Sub-agents are powerful and over-prescribed. The shape that works in production is restrained — one or two specialist agents that handle bounded work the main session would otherwise have to load context for. The shapes that fail are the ones that look impressive in a demo: five-agent teams with elaborate coordination protocols, recursive agent spawning, agents calling agents in complex DAGs.

The sub-agent patterns that have held up across the audits I have run:

Code review. A sub-agent that reads a diff and surfaces issues — duplication, style violations, missing test coverage, security concerns — without polluting the main session's context with the codebase load.
Test running and failure analysis. A sub-agent that runs the suite, captures failures, and produces a focused summary the main session can act on.
Documentation generation.
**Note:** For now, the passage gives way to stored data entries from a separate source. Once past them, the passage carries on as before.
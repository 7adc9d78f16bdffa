use serde::{Deserialize, Serialize};

use crate::{Error, LoomService, Result, TextRequest, thread_not_found};
use loom_config::RequestKind;
use loom_storage::{Thread, ThreadPatch};

const SUMMARY_INSTRUCTIONS: &str = "Summarize the conversation below in one or two plain sentences. \
Focus on the topic and any conclusions so the user can recognize the conversation later. \
Do not add a preamble.";

#[derive(Debug, Clone, Serialize, Deserialize)]
#[serde(rename_all = "camelCase")]
pub struct SummaryResponse {
	pub thread_id: String,
	pub summary: String,
	/// True when the backend returned no text and the configured placeholder was stored.
	pub placeholder: bool,
}

impl LoomService {
	pub async fn summarize_thread(&self, user_id: &str, thread_id: &str) -> Result<SummaryResponse> {
		let thread = self
			.store
			.get_thread(user_id, thread_id)
			.await?
			.ok_or_else(|| thread_not_found(thread_id))?;

		if thread.messages.is_empty() {
			return Err(Error::invalid(format!("Thread {thread_id} has no messages to summarize.")));
		}

		let mut req = TextRequest::new(RequestKind::Summarize, render_transcript(&thread));

		req.instructions = Some(SUMMARY_INSTRUCTIONS.to_string());

		let response = self.dispatcher.create_text_response(req).await?;
		let text = response.text.trim();
		let placeholder = text.is_empty();
		let summary = if placeholder {
			tracing::info!(thread_id, response_id = %response.id, "Summary came back empty; storing placeholder.");

			self.cfg.summary.placeholder.clone()
		} else {
			text.to_string()
		};

		self.store
			.update_thread(
				user_id,
				thread_id,
				ThreadPatch { summary: Some(summary.clone()), ..Default::default() },
			)
			.await?;

		Ok(SummaryResponse { thread_id: thread_id.to_string(), summary, placeholder })
	}
}

fn render_transcript(thread: &Thread) -> String {
	let mut out = format!("Title: {}\n\n", thread.meta.title);

	for message in &thread.messages {
		out.push_str(&format!("{}: {}\n", message.role.as_str(), message.content.trim()));
	}

	out
}
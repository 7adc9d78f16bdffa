// std
use std::time::Duration;

// crates.io
use reqwest::Client;
use serde::Serialize;
use serde_json::Value;

// self
use crate::{Error, Result};
use loom_config::{ProviderConfig, ReasoningEffort, Verbosity};

/// Wire parameters for one call to the Responses endpoint. Built fresh per call.
#[derive(Debug, Clone, PartialEq, Serialize)]
pub struct ResponseParams {
	pub model: String,
	pub input: Value,
	/// Whether the backend keeps the response so a later call can chain onto it.
	pub store: bool,
	pub reasoning: ReasoningParams,
	pub text: TextParams,
	#[serde(skip_serializing_if = "Option::is_none")]
	pub previous_response_id: Option<String>,
	#[serde(skip_serializing_if = "Option::is_none")]
	pub instructions: Option<String>,
}

#[derive(Debug, Clone, PartialEq, Serialize)]
pub struct ReasoningParams {
	pub effort: ReasoningEffort,
}

#[derive(Debug, Clone, PartialEq, Serialize)]
pub struct TextParams {
	pub verbosity: Verbosity,
	#[serde(skip_serializing_if = "Option::is_none")]
	pub format: Option<TextFormat>,
}

#[derive(Debug, Clone, PartialEq, Serialize)]
#[serde(tag = "type", rename_all = "snake_case")]
pub enum TextFormat {
	JsonSchema { name: String, schema: Value, strict: bool },
}

#[derive(Debug, Clone, PartialEq)]
pub struct RawResponse {
	pub id: String,
	pub body: Value,
}

/// Result of a backend call, discriminated so callers match on shape instead of error type.
#[derive(Debug, Clone, PartialEq)]
pub enum Outcome<T> {
	Success(T),
	/// The backend answered with a non-success status.
	BackendRejected { status: u16, message: String, code: Option<String> },
	/// The backend answered with success but the body is unusable.
	Malformed { message: String },
	/// Anything else, e.g. transport failures and timeouts.
	Unknown { message: String },
}

/// Shared HTTP client for the Responses endpoint.
///
/// Construct once at startup; a missing API key fails here rather than on the first request.
#[derive(Debug, Clone)]
pub struct ResponsesClient {
	http: Client,
	url: String,
}
impl ResponsesClient {
	pub fn new(cfg: &ProviderConfig) -> Result<Self> {
		if cfg.api_key.trim().is_empty() {
			return Err(Error::InvalidConfig {
				message: format!("Provider {} api_key must be non-empty.", cfg.provider_id),
			});
		}

		let http = Client::builder()
			.timeout(Duration::from_millis(cfg.timeout_ms))
			.default_headers(crate::auth_headers(&cfg.api_key, &cfg.default_headers)?)
			.build()?;
		let url = format!("{}{}", cfg.api_base, cfg.path);

		Ok(Self { http, url })
	}

	pub fn url(&self) -> &str {
		&self.url
	}

	pub async fn create(&self, params: &ResponseParams) -> Outcome<RawResponse> {
		let res = match self.http.post(&self.url).json(params).send().await {
			Ok(res) => res,
			Err(err) => return Outcome::Unknown { message: err.to_string() },
		};
		let status = res.status().as_u16();
		let body = match res.text().await {
			Ok(body) => body,
			Err(err) => return Outcome::Unknown { message: err.to_string() },
		};

		parse_response(status, &body)
	}
}

pub fn parse_response(status: u16, body: &str) -> Outcome<RawResponse> {
	if !(200..300).contains(&status) {
		return rejected(status, body);
	}

	let json: Value = match serde_json::from_str(body) {
		Ok(json) => json,
		Err(err) => {
			return Outcome::Malformed { message: format!("Response body is not JSON: {err}.") };
		},
	};
	let Some(id) = json.get("id").and_then(Value::as_str) else {
		return Outcome::Malformed { message: "Response is missing an id.".to_string() };
	};

	Outcome::Success(RawResponse { id: id.to_string(), body: json })
}

/// Returns the assistant text of a response body.
///
/// Prefers the `output_text` convenience field, then the first assistant `output_text` segment
/// among the output items, then an empty string.
pub fn extract_output_text(body: &Value) -> String {
	if let Some(text) = body.get("output_text").and_then(Value::as_str)
		&& !text.is_empty()
	{
		return text.to_string();
	}

	let items = body.get("output").and_then(Value::as_array).map(Vec::as_slice).unwrap_or_default();

	for item in items {
		if item.get("type").and_then(Value::as_str) != Some("message")
			|| item.get("role").and_then(Value::as_str) != Some("assistant")
		{
			continue;
		}

		let segments =
			item.get("content").and_then(Value::as_array).map(Vec::as_slice).unwrap_or_default();

		for segment in segments {
			if segment.get("type").and_then(Value::as_str) == Some("output_text")
				&& let Some(text) = segment.get("text").and_then(Value::as_str)
			{
				return text.to_string();
			}
		}
	}

	String::new()
}

fn rejected<T>(status: u16, body: &str) -> Outcome<T> {
	let error = serde_json::from_str::<Value>(body).ok().and_then(|json| json.get("error").cloned());
	let message = error
		.as_ref()
		.and_then(|error| error.get("message"))
		.and_then(Value::as_str)
		.map(str::to_string)
		.filter(|message| !message.is_empty())
		.unwrap_or_else(|| {
			let trimmed = body.trim();

			if trimmed.is_empty() {
				format!("Backend returned status {status}.")
			} else {
				trimmed.to_string()
			}
		});
	let code = error
		.as_ref()
		.and_then(|error| error.get("code").or_else(|| error.get("type")))
		.and_then(Value::as_str)
		.map(str::to_string);

	tracing::warn!(status, code = code.as_deref(), "Responses backend rejected the request.");

	Outcome::BackendRejected { status, message, code }
}
use reqwest::header::AUTHORIZATION;
use serde_json::{Map, Value};

use loom_config::{ProviderConfig, ReasoningEffort, Verbosity};
use loom_providers::{
	Error, ReasoningParams, ResponseParams, ResponsesClient, TextFormat, TextParams,
};

fn provider(api_key: &str) -> ProviderConfig {
	ProviderConfig {
		provider_id: "test".to_string(),
		api_base: "http://127.0.0.1:1".to_string(),
		api_key: api_key.to_string(),
		path: "/v1/responses".to_string(),
		timeout_ms: 1_000,
		default_headers: Map::new(),
	}
}

#[test]
fn builds_bearer_auth_header() {
	let headers =
		loom_providers::auth_headers("secret", &Map::new()).expect("Failed to build headers.");
	let value = headers.get(AUTHORIZATION).expect("Missing authorization header.");

	assert_eq!(value, "Bearer secret");
}

#[test]
fn rejects_non_string_default_headers() {
	let mut extra = Map::new();

	extra.insert("x-count".to_string(), Value::from(3));

	assert!(matches!(
		loom_providers::auth_headers("secret", &extra),
		Err(Error::InvalidConfig { .. })
	));
}

#[test]
fn client_requires_api_key_at_construction() {
	assert!(matches!(ResponsesClient::new(&provider("  ")), Err(Error::InvalidConfig { .. })));

	let client = ResponsesClient::new(&provider("key")).expect("Client must build.");

	assert_eq!(client.url(), "http://127.0.0.1:1/v1/responses");
}

#[test]
fn params_omit_absent_chain_fields() {
	let params = ResponseParams {
		model: "gpt-5-mini".to_string(),
		input: Value::from("hello"),
		store: false,
		reasoning: ReasoningParams { effort: ReasoningEffort::Low },
		text: TextParams { verbosity: Verbosity::Low, format: None },
		previous_response_id: None,
		instructions: None,
	};
	let json = serde_json::to_value(&params).expect("serialize failed");

	assert_eq!(
		json,
		serde_json::json!({
			"model": "gpt-5-mini",
			"input": "hello",
			"store": false,
			"reasoning": { "effort": "low" },
			"text": { "verbosity": "low" }
		})
	);
}

#[test]
fn params_render_json_schema_format() {
	let params = ResponseParams {
		model: "gpt-5".to_string(),
		input: Value::from("hi"),
		store: true,
		reasoning: ReasoningParams { effort: ReasoningEffort::High },
		text: TextParams {
			verbosity: Verbosity::Medium,
			format: Some(TextFormat::JsonSchema {
				name: "shape".to_string(),
				schema: serde_json::json!({ "type": "object" }),
				strict: true,
			}),
		},
		previous_response_id: Some("resp_1".to_string()),
		instructions: Some("be brief".to_string()),
	};
	let json = serde_json::to_value(&params).expect("serialize failed");

	assert_eq!(json["previous_response_id"], "resp_1");
	assert_eq!(json["instructions"], "be brief");
	assert_eq!(json["reasoning"]["effort"], "high");
	assert_eq!(
		json["text"]["format"],
		serde_json::json!({
			"type": "json_schema",
			"name": "shape",
			"schema": { "type": "object" },
			"strict": true
		})
	);
}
A sub-agent that reads code and produces or updates the docs without keeping the entire codebase in the main session's context.

Across roughly forty production Claude Code stacks I have audited, two sub-agents is the median, three is common, more than five is almost always a mistake. Past that point the coordination overhead exceeds the context-isolation benefit. The same routing-layer discipline I have written about for the Composer 2.5 vs Claude Opus 4.7 head-to-head applies inside Claude Code — the interesting engineering work is the routing layer, not the count of specialists.

What's Still Hard at Nine Months

The honest counter-case. Claude Code is the best tool in the category, and there are still real open problems.

Cross-repo reasoning. The implicit-contract problem I wrote about in when not to use Composer 2.5 applies inside Claude Code too. The agent reasons cleanly within the current repo; reasoning that crosses repository boundaries is patchy. The workaround — load the consumer repos into context, or use the 1M context Opus to load everything at once — works but is expensive.

Latency on long sessions. Sessions that have been open for several hours, with substantial conversation history, become noticeably slower per response. Some of this is unavoidable context-management overhead; some of it is recoverable through better session hygiene. Either way, the long-session UX is the rough edge that still hurts.

Cost predictability. A session that takes a wrong turn early can rack up a token bill that the user does not see coming. The cost-observability work in the Composer 2.5 cost-engineering playbook applies here directly, and most teams have not done it yet.

The seam between memory and security. Memory is powerful and dangerous in the same breath. The discipline of what gets persisted and what does not has not yet been worked out at the industry level; expect production incidents over the next six months as teams figure out the seam by trial and error.

The Practitioner's Take

The honest summary on Claude Code at nine months is that it has crossed the threshold from "interesting tool" to "production infrastructure." The teams that have built the four-layer stack — CLAUDE.md, skills, hooks, sub-agents — are shipping code at a materially different rate than the teams that are still using it as a fancy chat interface. The delta is not small, and it is not subjective; it shows up in PR throughput, in cycle time, in the share of work that ships without a human in the inner loop.

The interesting engineering work is the same as it has been across every wave of dev tooling — the architecture around the tool, not the tool itself. Claude Code is the LSP equivalent for this generation of dev tooling: a substrate that becomes more powerful the better the surrounding infrastructure is. The teams that invest in the surrounding infrastructure capture the value; the teams that wait for the tool to be impressive on its own watch the others compound.

The boundary will move again in the next nine months — newer models, newer features, newer patterns. The architecture that holds up is the one that treats Claude Code as infrastructure and builds the rest of the stack to match. The teams that ship the stack capture the saving; the teams that ship the tool by itself spend the same money and get less out.